Have you been told which mental disorders you have been diagnosed with?
Treatment of BPD is a long, slow process - but it's better than continuing to suffer the effects of BPD, which will typically include severe mood swings, poverty, drink/drug problems, many injuries, many pregnancies, being in and out of hospital and prison etc.
I'm getting even worse. Like i literally don't recognise how im acting. I'm turning into such a angry person. I'm usually a really quite person and don't say any more then "Not great" and " I dont know" in my appiopments. Which they are used to. But Im getting so angry that I'm not getti g better that I swear at them and then leave. And I feel so guilty cause they are just helping.
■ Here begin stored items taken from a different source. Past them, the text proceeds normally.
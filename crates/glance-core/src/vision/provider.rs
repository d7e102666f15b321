//! Vision answerer trait, factory and per-model registry.
//!
//! Every backend answers the same question: given a base64 JPEG and a
//! question, return one piece of text. The factory builds the right backend
//! for a [`ModelSelection`] from config, with the API key passed in
//! explicitly at construction.

use crate::config::BackendsConfig;
use crate::encode::EncodedImage;
use crate::error::VisionError;
use crate::types::{Answer, ModelSelection, ERROR_SENTINEL};
use async_trait::async_trait;
use std::collections::HashMap;
use std::time::Duration;

use super::groq::GroqAnswerer;
use super::openai::OpenAiAnswerer;

/// Trait that all vision backends implement.
///
/// Uses `async_trait` because native async fn in trait is not object-safe
/// (we need `Box<dyn VisionAnswerer>` for dynamic dispatch).
#[async_trait]
pub trait VisionAnswerer: Send + Sync {
    /// Provider name for logging (e.g., "Groq", "OpenAI").
    fn name(&self) -> &str;

    /// Model identifier sent with each request.
    fn model(&self) -> &str;

    /// Ask `question` about `image`. One attempt, no retries.
    async fn answer(&self, image: &EncodedImage, question: &str) -> Result<Answer, VisionError>;

    /// Like [`answer`](Self::answer), but never fails: any error is logged
    /// and replaced by the `"Error"` sentinel.
    async fn answer_text(&self, image: &EncodedImage, question: &str) -> String {
        match self.answer(image, question).await {
            Ok(answer) => answer.text,
            Err(e) => {
                tracing::warn!("{} answer failed: {e}", self.name());
                ERROR_SENTINEL.to_string()
            }
        }
    }
}

/// Resolve `${ENV_VAR}` references in config strings.
pub fn resolve_env_var(value: &str) -> Option<String> {
    if value.starts_with("${") && value.ends_with('}') {
        let var_name = &value[2..value.len() - 1];
        std::env::var(var_name).ok().filter(|v| !v.is_empty())
    } else if value.is_empty() {
        None
    } else {
        Some(value.to_string())
    }
}

/// Environment variable conventionally holding a backend's API key.
pub fn env_var_for(model: ModelSelection) -> &'static str {
    match model {
        ModelSelection::LlamaVision => "GROQ_API_KEY",
        ModelSelection::Gpt4oMini => "OPENAI_API_KEY",
    }
}

/// Name of the service hosting a model.
pub fn provider_label(model: ModelSelection) -> &'static str {
    match model {
        ModelSelection::LlamaVision => "Groq",
        ModelSelection::Gpt4oMini => "OpenAI",
    }
}

/// Factory that creates the backend serving a model from config.
pub struct VisionAnswererFactory;

impl VisionAnswererFactory {
    /// Create the answerer for `model`.
    ///
    /// Fails with [`VisionError::MissingApiKey`] when the configured key is
    /// empty or points at an unset environment variable.
    pub fn create(
        model: ModelSelection,
        config: &BackendsConfig,
    ) -> Result<Box<dyn VisionAnswerer>, VisionError> {
        let settings = config.for_model(model);
        let api_key =
            resolve_env_var(settings.api_key).ok_or_else(|| VisionError::MissingApiKey {
                provider: provider_label(model),
                env_var: env_var_for(model),
            })?;
        let timeout = settings.timeout_ms.map(Duration::from_millis);

        match model {
            ModelSelection::LlamaVision => Ok(Box::new(
                GroqAnswerer::new(settings.endpoint, &api_key, settings.model)
                    .with_max_tokens(settings.max_tokens)
                    .with_timeout(timeout),
            )),
            ModelSelection::Gpt4oMini => Ok(Box::new(
                OpenAiAnswerer::with_endpoint(settings.endpoint, &api_key, settings.model)
                    .with_max_tokens(settings.max_tokens)
                    .with_timeout(timeout),
            )),
        }
    }
}

/// One answerer per selectable model.
///
/// A backend without an API key is simply absent; asking it yields
/// [`VisionError::MissingApiKey`] at submission time instead of failing
/// start-up for the other backend.
#[derive(Default)]
pub struct Answerers {
    entries: HashMap<ModelSelection, Box<dyn VisionAnswerer>>,
}

impl Answerers {
    /// An empty registry.
    pub fn new() -> Self {
        Self::default()
    }

    /// Build every backend that has an API key configured.
    pub fn from_config(config: &BackendsConfig) -> Self {
        let mut answerers = Self::new();
        for model in ModelSelection::ALL {
            match VisionAnswererFactory::create(model, config) {
                Ok(answerer) => answerers.insert(model, answerer),
                Err(e) => tracing::debug!("{model} backend unavailable: {e}"),
            }
        }
        answerers
    }

    /// Register (or replace) the answerer for a model.
    pub fn insert(&mut self, model: ModelSelection, answerer: Box<dyn VisionAnswerer>) {
        self.entries.insert(model, answerer);
    }

    /// Builder-style [`insert`](Self::insert).
    pub fn with(mut self, model: ModelSelection, answerer: Box<dyn VisionAnswerer>) -> Self {
        self.insert(model, answerer);
        self
    }

    /// Whether a backend is configured for `model`.
    pub fn is_available(&self, model: ModelSelection) -> bool {
        self.entries.contains_key(&model)
    }

    /// The answerer for `model`.
    pub fn get(&self, model: ModelSelection) -> Result<&dyn VisionAnswerer, VisionError> {
        self.entries
            .get(&model)
            .map(|a| a.as_ref())
            .ok_or(VisionError::MissingApiKey {
                provider: provider_label(model),
                env_var: env_var_for(model),
            })
    }
}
I have started self harming in a way I have never done. Because i get so angry with myself. And I really dont want any scars.
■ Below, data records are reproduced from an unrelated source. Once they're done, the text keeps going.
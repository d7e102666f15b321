//! API key setup — detection, input, and optional persistence.

use console::Style;
use dialoguer::{Password, Select};
use glance_core::vision::{env_var_for, provider_label, resolve_env_var};
use glance_core::{Config, ModelSelection};
use std::path::Path;

use super::theme::glance_theme;

/// Make sure the backend serving `model` has an API key.
///
/// Uses the configured key (or its `${ENV_VAR}`) when present. Otherwise
/// prompts for one, optionally saves it to the config file, and stores it
/// in `config` for this session. Returns `false` if the user skips.
pub fn ensure_api_key(config: &mut Config, model: ModelSelection) -> anyhow::Result<bool> {
    if config_has_key(config, model) {
        return Ok(true);
    }

    let theme = glance_theme();
    let warn = Style::new().for_stderr().yellow();
    let env_var = env_var_for(model);

    eprintln!("  {}", warn.apply_to(format!("{env_var} not set.")));

    let key: String = match Password::with_theme(&theme)
        .with_prompt(format!(
            "Enter your {} API key (Esc to skip)",
            provider_label(model)
        ))
        .allow_empty_password(true)
        .interact()
    {
        Ok(k) if !k.is_empty() => k,
        _ => return Ok(false), // Empty or error → skip
    };

    let save_options = &["Yes, save to config file", "No, use for this session only"];
    let save_choice = Select::with_theme(&theme)
        .with_prompt("Save this key for future sessions?")
        .items(save_options)
        .default(0)
        .interact_opt()?;

    match save_choice {
        Some(0) => {
            let config_path = Config::default_path();
            match save_key_to_config(&config_path, model, &key) {
                Ok(()) => {
                    let dim = Style::new().for_stderr().dim();
                    eprintln!(
                        "  {}",
                        dim.apply_to(format!("Key saved to {}", config_path.display()))
                    );
                }
                Err(e) => {
                    eprintln!(
                        "  {}",
                        warn.apply_to(format!("Could not save to config: {e}"))
                    );
                    eprintln!("  Using key for this session only.");
                }
            }
        }
        Some(1) => {}
        _ => return Ok(false), // Cancelled / Esc
    }

    config.backends.set_api_key(model, &key);
    Ok(true)
}

/// Check if the config (or the environment it points at) yields a key.
pub(crate) fn config_has_key(config: &Config, model: ModelSelection) -> bool {
    resolve_env_var(config.backends.for_model(model).api_key).is_some()
}

/// Section name under `[backends]` for a model's provider.
fn section_for(model: ModelSelection) -> &'static str {
    match model {
        ModelSelection::LlamaVision => "groq",
        ModelSelection::Gpt4oMini => "openai",
    }
}

/// Save an API key to the config file, preserving existing comments.
fn save_key_to_config(config_path: &Path, model: ModelSelection, key: &str) -> anyhow::Result<()> {
    let content = if config_path.exists() {
        std::fs::read_to_string(config_path)?
    } else {
        String::new()
    };

    let mut doc: toml_edit::DocumentMut = content.parse()?;
    let section_name = section_for(model);

    // Ensure [backends] table exists
    if !doc.contains_key("backends") {
        let mut table = toml_edit::Table::new();
        table.set_implicit(true);
        doc["backends"] = toml_edit::Item::Table(table);
    }

    // Ensure [backends.<provider>] table exists
    if !doc["backends"]
        .as_table()
        .is_some_and(|t| t.contains_key(section_name))
    {
        doc["backends"][section_name] = toml_edit::Item::Table(toml_edit::Table::new());
    }

    doc["backends"][section_name]["api_key"] = toml_edit::value(key);

    if let Some(parent) = config_path.parent() {
        std::fs::create_dir_all(parent)?;
    }
    std::fs::write(config_path, doc.to_string())?;

    Ok(())
}

#[cfg(test)]
mod tests {
    use super::*;

    // ── config_has_key tests ────────────────────────────────────────────

    #[test]
    fn config_has_key_with_real_key() {
        let mut config = Config::default();
        config.backends.openai.api_key = "sk-real-key-123".to_string();
        assert!(config_has_key(&config, ModelSelection::Gpt4oMini));
    }

    #[test]
    fn config_has_key_empty_key() {
        let mut config = Config::default();
        config.backends.groq.api_key = String::new();
        assert!(!config_has_key(&config, ModelSelection::LlamaVision));
    }

    #[test]
    fn config_has_key_unset_template() {
        let mut config = Config::default();
        config.backends.groq.api_key = "${GLANCE_SETUP_TEST_UNSET}".to_string();
        assert!(!config_has_key(&config, ModelSelection::LlamaVision));
    }

    // ── save_key_to_config tests ────────────────────────────────────────

    #[test]
    fn save_key_creates_file_and_section() {
        let dir = tempfile::tempdir().unwrap();
        let path = dir.path().join("nested").join("config.toml");

        save_key_to_config(&path, ModelSelection::Gpt4oMini, "sk-saved").unwrap();

        let config = Config::load_from(&path).unwrap();
        assert_eq!(config.backends.openai.api_key, "sk-saved");
        assert_eq!(config.backends.openai.model, "gpt-4o-mini");
    }

    #[test]
    fn save_key_preserves_comments_and_other_sections() {
        let dir = tempfile::tempdir().unwrap();
        let path = dir.path().join("config.toml");
        std::fs::write(
            &path,
            "# my settings\n[session]\ndefault_question = \"Who is this ad for?\"\n",
        )
        .unwrap();

        save_key_to_config(&path, ModelSelection::LlamaVision, "gsk-saved").unwrap();

        let content = std::fs::read_to_string(&path).unwrap();
        assert!(content.contains("# my settings"));
        let config = Config::load_from(&path).unwrap();
        assert_eq!(config.session.default_question, "Who is this ad for?");
        assert_eq!(config.backends.groq.api_key, "gsk-saved");
    }

    #[test]
    fn section_names() {
        assert_eq!(section_for(ModelSelection::LlamaVision), "groq");
        assert_eq!(section_for(ModelSelection::Gpt4oMini), "openai");
    }

    #[test]
    fn save_key_leaves_malformed_file_untouched() {
        let dir = tempfile::tempdir().unwrap();
        let path = dir.path().join("config.toml");
        let original = "# my notes\n[session]\ndefault_question = \"Who is this for?\"\n[encoder\njpeg_quality = 80\n";
        std::fs::write(&path, original).unwrap();

        let result = save_key_to_config(&path, ModelSelection::Gpt4oMini, "sk-new");

        assert!(result.is_err());
        assert_eq!(std::fs::read_to_string(&path).unwrap(), original);
    }
}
And smashed up things like perfume bottles and mugs. And would never even swear or show any angry let alone smash things.
You want help, but most people can't cope with being around borderlines. It makes it very difficult to maintain a friendship, relationship etc.
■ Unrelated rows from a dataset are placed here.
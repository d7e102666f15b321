//! OpenAI vision backend using the Chat Completions API.
//!
//! Sends the question and the image (as a data URL) as two content parts of
//! a single user message.

use super::provider::VisionAnswerer;
use crate::encode::EncodedImage;
use crate::error::VisionError;
use crate::types::Answer;
use async_trait::async_trait;
use serde::{Deserialize, Serialize};
use std::time::{Duration, Instant};

const OPENAI_ENDPOINT: &str = "https://api.openai.com/v1";

/// OpenAI provider using Chat Completions API.
///
/// Also drives any OpenAI-compatible endpoint (see `GroqAnswerer`).
pub struct OpenAiAnswerer {
    provider: &'static str,
    api_key: String,
    model: String,
    url: String,
    max_tokens: Option<u32>,
    timeout: Option<Duration>,
    client: reqwest::Client,
}

impl OpenAiAnswerer {
    pub fn new(api_key: &str, model: &str) -> Self {
        Self::with_endpoint(OPENAI_ENDPOINT, api_key, model)
    }

    /// Create with a custom API base URL (e.g. a proxy or a test server).
    pub fn with_endpoint(endpoint: &str, api_key: &str, model: &str) -> Self {
        Self::compatible("OpenAI", endpoint, api_key, model)
    }

    /// Create for another provider speaking the same wire format.
    pub(crate) fn compatible(
        provider: &'static str,
        endpoint: &str,
        api_key: &str,
        model: &str,
    ) -> Self {
        Self {
            provider,
            api_key: api_key.to_string(),
            model: model.to_string(),
            url: format!("{}/chat/completions", endpoint.trim_end_matches('/')),
            max_tokens: None,
            timeout: None,
            client: reqwest::Client::new(),
        }
    }

    /// Cap the response length. `None` leaves `max_tokens` out of the request.
    pub fn with_max_tokens(mut self, max_tokens: Option<u32>) -> Self {
        self.max_tokens = max_tokens;
        self
    }

    /// Per-request timeout. `None` keeps the HTTP client default.
    pub fn with_timeout(mut self, timeout: Option<Duration>) -> Self {
        self.timeout = timeout;
        self
    }

    fn request_body(&self, image: &EncodedImage, question: &str) -> ChatRequest {
        ChatRequest {
            model: self.model.clone(),
            messages: vec![ChatMessage {
                role: "user".to_string(),
                content: vec![
                    ChatContent::Text {
                        text: question.to_string(),
                    },
                    ChatContent::ImageUrl {
                        image_url: ImageUrl {
                            url: image.data_url(),
                        },
                    },
                ],
            }],
            max_tokens: self.max_tokens,
        }
    }
}

// --- Request types ---

#[derive(Serialize)]
struct ChatRequest {
    model: String,
    messages: Vec<ChatMessage>,
    #[serde(skip_serializing_if = "Option::is_none")]
    max_tokens: Option<u32>,
}

#[derive(Serialize)]
struct ChatMessage {
    role: String,
    content: Vec<ChatContent>,
}

#[derive(Serialize)]
#[serde(tag = "type")]
enum ChatContent {
    #[serde(rename = "text")]
    Text { text: String },
    #[serde(rename = "image_url")]
    ImageUrl { image_url: ImageUrl },
}

#[derive(Serialize)]
struct ImageUrl {
    url: String,
}

// --- Response types ---

#[derive(Deserialize)]
struct ChatResponse {
    choices: Vec<Choice>,
    model: Option<String>,
    usage: Option<ChatUsage>,
}

#[derive(Deserialize)]
struct Choice {
    message: ChoiceMessage,
}

#[derive(Deserialize)]
struct ChoiceMessage {
    content: Option<String>,
}

#[derive(Deserialize)]
struct ChatUsage {
    total_tokens: u32,
}

#[async_trait]
impl VisionAnswerer for OpenAiAnswerer {
    fn name(&self) -> &str {
        self.provider
    }

    fn model(&self) -> &str {
        &self.model
    }

    async fn answer(&self, image: &EncodedImage, question: &str) -> Result<Answer, VisionError> {
        let start = Instant::now();
        let body = self.request_body(image, question);

        let mut request = self
            .client
            .post(&self.url)
            .header("Authorization", format!("Bearer {}", self.api_key))
            .header("Content-Type", "application/json")
            .json(&body);
        if let Some(timeout) = self.timeout {
            request = request.timeout(timeout);
        }

        let resp = request.send().await.map_err(|e| VisionError::Request {
            provider: self.provider,
            message: e.to_string(),
        })?;

        let status = resp.status();
        let text = resp.text().await.map_err(|e| VisionError::Request {
            provider: self.provider,
            message: format!("reading response body: {e}"),
        })?;

        if !status.is_success() {
            return Err(VisionError::Http {
                provider: self.provider,
                status_code: status.as_u16(),
                message: text,
            });
        }

        let chat_resp: ChatResponse =
            serde_json::from_str(&text).map_err(|e| VisionError::Parse {
                provider: self.provider,
                message: e.to_string(),
            })?;

        let content = chat_resp
            .choices
            .into_iter()
            .next()
            .and_then(|c| c.message.content)
            .filter(|c| !c.is_empty())
            .ok_or(VisionError::EmptyResponse {
                provider: self.provider,
            })?;

        let answer = Answer {
            text: content,
            model: chat_resp.model.unwrap_or_else(|| self.model.clone()),
            tokens_used: chat_resp.usage.map(|u| u.total_tokens),
            latency_ms: start.elapsed().as_millis() as u64,
        };
        tracing::debug!(
            "{} answered with {} in {}ms (tokens: {:?})",
            self.provider,
            answer.model,
            answer.latency_ms,
            answer.tokens_used
        );
        Ok(answer)
    }
}

#[cfg(test)]
mod tests {
    use super::*;
    use mockito::Matcher;
    use serde_json::json;

    fn image() -> EncodedImage {
        EncodedImage::from_base64("/9j/AAAA")
    }

    fn answerer_for(server: &mockito::Server) -> OpenAiAnswerer {
        OpenAiAnswerer::with_endpoint(&format!("{}/v1", server.url()), "sk-test", "gpt-4o-mini")
            .with_max_tokens(Some(300))
    }

    #[tokio::test]
    async fn test_sends_two_part_user_message() {
        let mut server = mockito::Server::new_async().await;
        let mock = server
            .mock("POST", "/v1/chat/completions")
            .match_header("authorization", "Bearer sk-test")
            .match_header("content-type", "application/json")
            .match_body(Matcher::Json(json!({
                "model": "gpt-4o-mini",
                "messages": [{
                    "role": "user",
                    "content": [
                        {"type": "text", "text": "What color is this?"},
                        {"type": "image_url", "image_url": {"url": "data:image/jpeg;base64,/9j/AAAA"}}
                    ]
                }],
                "max_tokens": 300
            })))
            .with_status(200)
            .with_header("content-type", "application/json")
            .with_body(r#"{"choices":[{"message":{"content":"Red"}}],"model":"gpt-4o-mini-2024-07-18","usage":{"total_tokens":42}}"#)
            .expect(1)
            .create_async()
            .await;

        let answer = answerer_for(&server)
            .answer(&image(), "What color is this?")
            .await
            .unwrap();

        assert_eq!(answer.text, "Red");
        assert_eq!(answer.model, "gpt-4o-mini-2024-07-18");
        assert_eq!(answer.tokens_used, Some(42));
        mock.assert_async().await;
    }

    #[tokio::test]
    async fn test_missing_model_falls_back_to_configured() {
        let mut server = mockito::Server::new_async().await;
        let _mock = server
            .mock("POST", "/v1/chat/completions")
            .with_status(200)
            .with_body(r#"{"choices":[{"message":{"content":"Red"}}]}"#)
            .create_async()
            .await;

        let answer = answerer_for(&server)
            .answer(&image(), "q")
            .await
            .unwrap();
        assert_eq!(answer.model, "gpt-4o-mini");
        assert_eq!(answer.tokens_used, None);
    }

    #[tokio::test]
    async fn test_http_error_keeps_status() {
        let mut server = mockito::Server::new_async().await;
        let _mock = server
            .mock("POST", "/v1/chat/completions")
            .with_status(401)
            .with_body(r#"{"error":{"message":"Incorrect API key provided"}}"#)
            .create_async()
            .await;

        let err = answerer_for(&server)
            .answer(&image(), "q")
            .await
            .unwrap_err();
        assert_eq!(err.status_code(), Some(401));
        assert!(err.to_string().contains("Incorrect API key"));
    }

    #[tokio::test]
    async fn test_malformed_json_is_parse_error() {
        let mut server = mockito::Server::new_async().await;
        let _mock = server
            .mock("POST", "/v1/chat/completions")
            .with_status(200)
            .with_body("{not json")
            .create_async()
            .await;

        let err = answerer_for(&server)
            .answer(&image(), "q")
            .await
            .unwrap_err();
        assert!(matches!(err, VisionError::Parse { .. }));
    }

    #[tokio::test]
    async fn test_null_content_is_empty_response() {
        let mut server = mockito::Server::new_async().await;
        let _mock = server
            .mock("POST", "/v1/chat/completions")
            .with_status(200)
            .with_body(r#"{"choices":[{"message":{"content":null}}]}"#)
            .create_async()
            .await;

        let err = answerer_for(&server)
            .answer(&image(), "q")
            .await
            .unwrap_err();
        assert!(matches!(err, VisionError::EmptyResponse { .. }));
    }

    #[tokio::test]
    async fn test_answer_text_returns_sentinel_on_error_status() {
        let mut server = mockito::Server::new_async().await;
        let _mock = server
            .mock("POST", "/v1/chat/completions")
            .with_status(500)
            .with_body("upstream exploded")
            .create_async()
            .await;

        let text = answerer_for(&server)
            .answer_text(&image(), "q")
            .await;
        assert_eq!(text, "Error");
    }

    #[tokio::test]
    async fn test_unreachable_host_returns_sentinel() {
        // Nothing listens on port 9 (discard) in test environments.
        let answerer = OpenAiAnswerer::with_endpoint("http://127.0.0.1:9/v1", "sk-test", "m")
            .with_timeout(Some(Duration::from_secs(2)));
        assert_eq!(answerer.answer_text(&image(), "q").await, "Error");
    }

    #[test]
    fn test_omits_max_tokens_when_unset() {
        let answerer = OpenAiAnswerer::new("sk-test", "gpt-4o-mini");
        let body = serde_json::to_value(answerer.request_body(&image(), "q")).unwrap();
        assert!(body.get("max_tokens").is_none());
        assert_eq!(body["messages"][0]["content"][0]["type"], "text");
        assert_eq!(body["messages"][0]["content"][1]["type"], "image_url");
    }

    #[test]
    fn test_endpoint_trailing_slash() {
        let answerer = OpenAiAnswerer::with_endpoint("https://example.test/v1/", "k", "m");
        assert_eq!(answerer.url, "https://example.test/v1/chat/completions");
    }
}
I dont agree with the diagnosis and am looking into it. I dont get angry or distressed and then suddenly change or anything. They said they have diagnosed me with this because I find it hard to cope with my emotions. And self harm, which can potientonly kill me, every time, and not the way people instantly think when you mention self harm. And it's because it's very impulsive and not to actually die. And want to help me control my emotions
A personality disorder defines your personality. It's a habitual and bad way of thinking and behaving - a long-term and serious mental disorder. You can't get over it quickly or hide it for long.
What part(s) of the criteria are you saying you don't meet? You don't need to have all nine of the features - five is sufficient. There's a lot of variation between different people who have the condition and a high proportion of people who have it also have other personality disorders. For example, some also have narcissitic personality disorder - and you'll notice narcissists' arrogance and selfishness.
I am not emotionally unstable or have unstable relationships. Just compulsive dangerous behaviour.
You must understand that your behaviour scares and puzzles people. It will drive people away. Borderlines need a lot of help, but their behaviour repels a lot of people - that's why it's extremely difficult for them to have good relationships or friendships.
About 2% of people have BPD, so most people don't know someone who has it (or at least don't know them well).
I'm completely the opposite. I'm a very shy person. And was completely out of character. They didn't get why i was like that but unless you've been put somewhere you don't want to be, you wouldn't know how you'd react.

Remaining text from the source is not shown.